[Records from a data collection]
════════════════

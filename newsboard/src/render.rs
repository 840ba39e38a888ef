use regex::Regex;
use std::sync::OnceLock;

/// Shown in place of an empty `<title>`.
pub const TITLE_PLACEHOLDER: &str = "無標題";
/// Used as the href when `<link>` is present but empty.
pub const LINK_PLACEHOLDER: &str = "#";
/// Shown when `<description>` is absent or empty.
pub const DESCRIPTION_PLACEHOLDER: &str = "無描述";
/// Injected into the news container when no item could be rendered.
pub const NEWS_UNAVAILABLE: &str = "<p>無法載入新聞，請稍後再試。</p>";

/// Descriptions longer than this many characters are cut and suffixed with `...`.
pub const DESCRIPTION_MAX_CHARS: usize = 100;

/// Raw child text of one `<item>`, exactly as found in the feed.
///
/// `None` means the child element was absent; `Some("")` means it was present but
/// had no text.
#[derive(Debug, Clone, Default, PartialEq, Eq)]
pub struct RawItem {
    pub title: Option<String>,
    pub link: Option<String>,
    pub description: Option<String>,
}

/// A feed entry ready to be rendered.
#[derive(Debug, Clone, PartialEq, Eq)]
pub struct FeedItem {
    pub title: String,
    pub link: String,
    pub description: String,
}

impl FeedItem {
    /// Builds an item from raw feed text. Returns `None` when `title` or `link` is
    /// missing altogether; such entries are left out of the page.
    pub fn from_raw(raw: RawItem) -> Option<Self> {
        let title = raw.title?;
        let link = raw.link?;

        Some(FeedItem {
            title: non_empty_or(title, TITLE_PLACEHOLDER),
            link: non_empty_or(link, LINK_PLACEHOLDER),
            description: clean_description(raw.description.as_deref()),
        })
    }

    /// `<li>` entry linking to the article in a new tab.
    ///
    /// Title and link are inserted verbatim.
    pub fn to_html(&self) -> String {
        format!(
            r#"<li><a href="{}" target="_blank">{}</a>: {}</li>"#,
            self.link, self.title, self.description
        )
    }
}

fn non_empty_or(value: String, placeholder: &str) -> String {
    if value.is_empty() {
        placeholder.to_string()
    } else {
        value
    }
}

/// Truncates, then strips tags from a feed description.
pub fn clean_description(description: Option<&str>) -> String {
    match description {
        Some(text) if !text.is_empty() => strip_tags(&truncate_chars(text, DESCRIPTION_MAX_CHARS)),
        _ => DESCRIPTION_PLACEHOLDER.to_string(),
    }
}

/// Keeps the first `max_chars` characters, appending `...` if anything was cut.
pub fn truncate_chars(text: &str, max_chars: usize) -> String {
    match text.char_indices().nth(max_chars) {
        Some((cut, _)) => format!("{}...", &text[..cut]),
        None => text.to_string(),
    }
}

/// Removes `<...>`-shaped substrings.
///
/// This is a single regex pass, not an HTML parser: a tag cut in half by truncation,
/// a stray `<` without a closing `>`, or escaped markup all survive.
pub fn strip_tags(text: &str) -> String {
    static TAG: OnceLock<Regex> = OnceLock::new();
    let re = TAG.get_or_init(|| Regex::new(r"<[^>]+>").expect("tag pattern is valid"));
    re.replace_all(text, "").into_owned()
}

/// Inner HTML of the news container for the given rendered items.
pub fn news_fragment(items: &[String]) -> String {
    if items.is_empty() {
        NEWS_UNAVAILABLE.to_string()
    } else {
        format!("<ol>{}</ol>", items.concat())
    }
}

#[cfg(test)]
mod tests {
    use super::*;

    fn raw(title: Option<&str>, link: Option<&str>, description: Option<&str>) -> RawItem {
        RawItem {
            title: title.map(str::to_string),
            link: link.map(str::to_string),
            description: description.map(str::to_string),
        }
    }

    #[test]
    fn missing_title_or_link_is_skipped() {
        assert!(FeedItem::from_raw(raw(None, Some("https://a"), Some("d"))).is_none());
        assert!(FeedItem::from_raw(raw(Some("t"), None, Some("d"))).is_none());
    }

    #[test]
    fn empty_fields_fall_back_to_placeholders() {
        let item = FeedItem::from_raw(raw(Some(""), Some(""), None)).expect("item");
        assert_eq!(item.title, TITLE_PLACEHOLDER);
        assert_eq!(item.link, "#");
        assert_eq!(item.description, DESCRIPTION_PLACEHOLDER);

        let item = FeedItem::from_raw(raw(Some("t"), Some("l"), Some(""))).expect("item");
        assert_eq!(item.description, DESCRIPTION_PLACEHOLDER);
    }

    #[test]
    fn long_description_is_cut_at_100_chars() {
        let text = "a".repeat(150);
        let cleaned = clean_description(Some(&text));
        assert_eq!(cleaned, format!("{}...", "a".repeat(100)));
    }

    #[test]
    fn short_description_passes_through() {
        let exact = "b".repeat(100);
        assert_eq!(clean_description(Some(&exact)), exact);
        assert_eq!(clean_description(Some("Short news.")), "Short news.");
    }

    #[test]
    fn truncation_counts_characters_not_bytes() {
        let text = "新".repeat(101);
        assert_eq!(truncate_chars(&text, 100), format!("{}...", "新".repeat(100)));
    }

    #[test]
    fn tags_are_stripped_after_truncation() {
        assert_eq!(
            clean_description(Some("<p>Markets <b>rally</b> again</p>")),
            "Markets rally again"
        );

        // The cut lands inside the tag, so the half tag has no `>` and survives.
        let text = format!("{}<a href=\"x\">tail</a>", "c".repeat(98));
        assert_eq!(clean_description(Some(&text)), format!("{}<a...", "c".repeat(98)));
    }

    #[test]
    fn strip_tags_is_best_effort() {
        assert_eq!(strip_tags("1 < 2 and 3 > 2"), "1  2");
        assert_eq!(strip_tags("plain"), "plain");
    }

    #[test]
    fn item_renders_as_list_entry() {
        let item = FeedItem {
            title: "Headline".to_string(),
            link: "https://news.example/1".to_string(),
            description: "Body".to_string(),
        };
        assert_eq!(
            item.to_html(),
            r#"<li><a href="https://news.example/1" target="_blank">Headline</a>: Body</li>"#
        );
    }

    #[test]
    fn fragment_wraps_items_or_falls_back() {
        assert_eq!(news_fragment(&[]), NEWS_UNAVAILABLE);
        let items = vec!["<li>1</li>".to_string(), "<li>2</li>".to_string()];
        assert_eq!(news_fragment(&items), "<ol><li>1</li><li>2</li></ol>");
    }
}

════════════════

## Exercise objective
The full set of records must be transcribed character for character.

## Answer area
filename newsboard/src/render.rs
repository 840ba39e38a888ef
use regex::Regex;
use std::sync::OnceLock;

/// Shown in place of an empty `<title>`.
pub const TITLE_PLACEHOLDER: &str = "無標題";
/// Used as the href when `<link>` is present but empty.
pub const LINK_PLACEHOLDER: &str = "#";
/// Shown when `<description>` is absent or empty.
pub const DESCRIPTION_PLACEHOLDER: &str = "無描述";
/// Injected into the news container when no item could be rendered.
pub const NEWS_UNAVAILABLE: &str = "<p>無法載入新聞，請稍後再試。</p>";

/// Descriptions longer than this many characters are cut and suffixed with `...`.
pub const DESCRIPTION_MAX_CHARS: usize = 100;

/// Raw child text of one `<item>`, exactly as found in the feed.
///
/// `None` means the child element was absent; `Some("")` means it was present but
/// had no text.
#[derive(Debug, Clone, Default, PartialEq, Eq)]
pub struct RawItem {
    pub title: Option<String>,
    pub link: Option<String>,
    pub description: Option<String>,
}

/// A feed entry ready to be rendered.
#[derive(Debug, Clone, PartialEq, Eq)]
pub struct FeedItem {
    pub title: String,
    pub link: String,
    pub description: String,
}

impl FeedItem {
    /// Builds an item from raw feed text. Returns `None` when `title` or `link` is
    /// missing altogether; such entries are left out of the page.
    pub fn from_raw(raw: RawItem) -> Option<Self> {
        let title = raw.title?;
        let link = raw.link?;

        Some(FeedItem {
            title: non_empty_or(title, TITLE_PLACEHOLDER),
            link: non_empty_or(link, LINK_PLACEHOLDER),
            description: clean_description(raw.description.as_deref()),
        })
    }

    /// `<li>` entry linking to the article in a new tab.
    ///
    /// Title and link are inserted verbatim.
    pub fn to_html(&self) -> String {
        format!(
            r#"<li><a href="{}" target="_blank">{}</a>: {}</li>"#,
            self.link, self.title, self.description
        )
    }
}

fn non_empty_or(value: String, placeholder: &str) -> String {
    if value.is_empty() {
        placeholder.to_string()
    } else {
        value
    }
}

/// Truncates, then strips tags from a feed description.
pub fn clean_description(description: Option<&str>) -> String {
    match description {
        Some(text) if !text.is_empty() => strip_tags(&truncate_chars(text, DESCRIPTION_MAX_CHARS)),
        _ => DESCRIPTION_PLACEHOLDER.to_string(),
    }
}

/// Keeps the first `max_chars` characters, appending `...` if anything was cut.
pub fn truncate_chars(text: &str, max_chars: usize) -> String {
    match text.char_indices().nth(max_chars) {
        Some((cut, _)) => format!("{}...", &text[..cut]),
        None => text.to_string(),
    }
}

/// Removes `<...>`-shaped substrings.
///
/// This is a single regex pass, not an HTML parser: a tag cut in half by truncation,
/// a stray `<` without a closing `>`, or escaped markup all survive.
pub fn strip_tags(text: &str) -> String {
    static TAG: OnceLock<Regex> = OnceLock::new();
    let re = TAG.get_or_init(|| Regex::new(r"<[^>]+>").expect("tag pattern is valid"));
    re.replace_all(text, "").into_owned()
}

/// Inner HTML of the news container for the given rendered items.
pub fn news_fragment(items: &[String]) -> String {
    if items.is_empty() {
        NEWS_UNAVAILABLE.to_string()
    } else {
        format!("<ol>{}</ol>", items.concat())
    }
}

#[cfg(test)]
mod tests {
    use super::*;

    fn raw(title: Option<&str>, link: Option<&str>, description: Option<&str>) -> RawItem {
        RawItem {
            title: title.map(str::to_string),
            link: link.map(str::to_string),
            description: description.map(str::to_string),
        }
    }

    #[test]
    fn missing_title_or_link_is_skipped() {
        assert!(FeedItem::from_raw(raw(None, Some("https://a"), Some("d"))).is_none());
        assert!(FeedItem::from_raw(raw(Some("t"), None, Some("d"))).is_none());
    }

    #[test]
    fn empty_fields_fall_back_to_placeholders() {
        let item = FeedItem::from_raw(raw(Some(""), Some(""), None)).expect("item");
        assert_eq!(item.title, TITLE_PLACEHOLDER);
        assert_eq!(item.link, "#");
        assert_eq!(item.description, DESCRIPTION_PLACEHOLDER);

        let item = FeedItem::from_raw(raw(Some("t"), Some("l"), Some(""))).expect("item");
        assert_eq!(item.description, DESCRIPTION_PLACEHOLDER);
    }

    #[test]
    fn long_description_is_cut_at_100_chars() {
        let text = "a".repeat(150);
        let cleaned = clean_description(Some(&text));
        assert_eq!(cleaned, format!("{}...", "a".repeat(100)));
    }

    #[test]
    fn short_description_passes_through() {
        let exact = "b".repeat(100);
        assert_eq!(clean_description(Some(&exact)), exact);
        assert_eq!(clean_description(Some("Short news.")), "Short news.");
    }

    #[test]
    fn truncation_counts_characters_not_bytes() {
        let text = "新".repeat(101);
        assert_eq!(truncate_chars(&text, 100), format!("{}...", "新".repeat(100)));
    }

    #[test]
    fn tags_are_stripped_after_truncation() {
        assert_eq!(
            clean_description(Some("<p>Markets <b>rally</b> again</p>")),
            "Markets rally again"
        );

        // The cut lands inside the tag, so the half tag has no `>` and survives.
        let text = format!("{}<a href=\"x\">tail</a>", "c".repeat(98));
        assert_eq!(clean_description(Some(&text)), format!("{}<a...", "c".repeat(98)));
    }

    #[test]
    fn strip_tags_is_best_effort() {
        assert_eq!(strip_tags("1 < 2 and 3 > 2"), "1  2");
        assert_eq!(strip_tags("plain"), "plain");
    }

    #[test]
    fn item_renders_as_list_entry() {
        let item = FeedItem {
            title: "Headline".to_string(),
            link: "https://news.example/1".to_string(),
            description: "Body".to_string(),
        };
        assert_eq!(
            item.to_html(),
            r#"<li><a href="https://news.example/1" target="_blank">Headline</a>: Body</li>"#
        );
    }

    #[test]
    fn fragment_wraps_items_or_falls_back() {
        assert_eq!(news_fragment(&[]), NEWS_UNAVAILABLE);
        let items = vec!["<li>1</li>".to_string(), "<li>2</li>".to_string()];
        assert_eq!(news_fragment(&items), "<ol><li>1</li><li>2</li></ol>");
    }
}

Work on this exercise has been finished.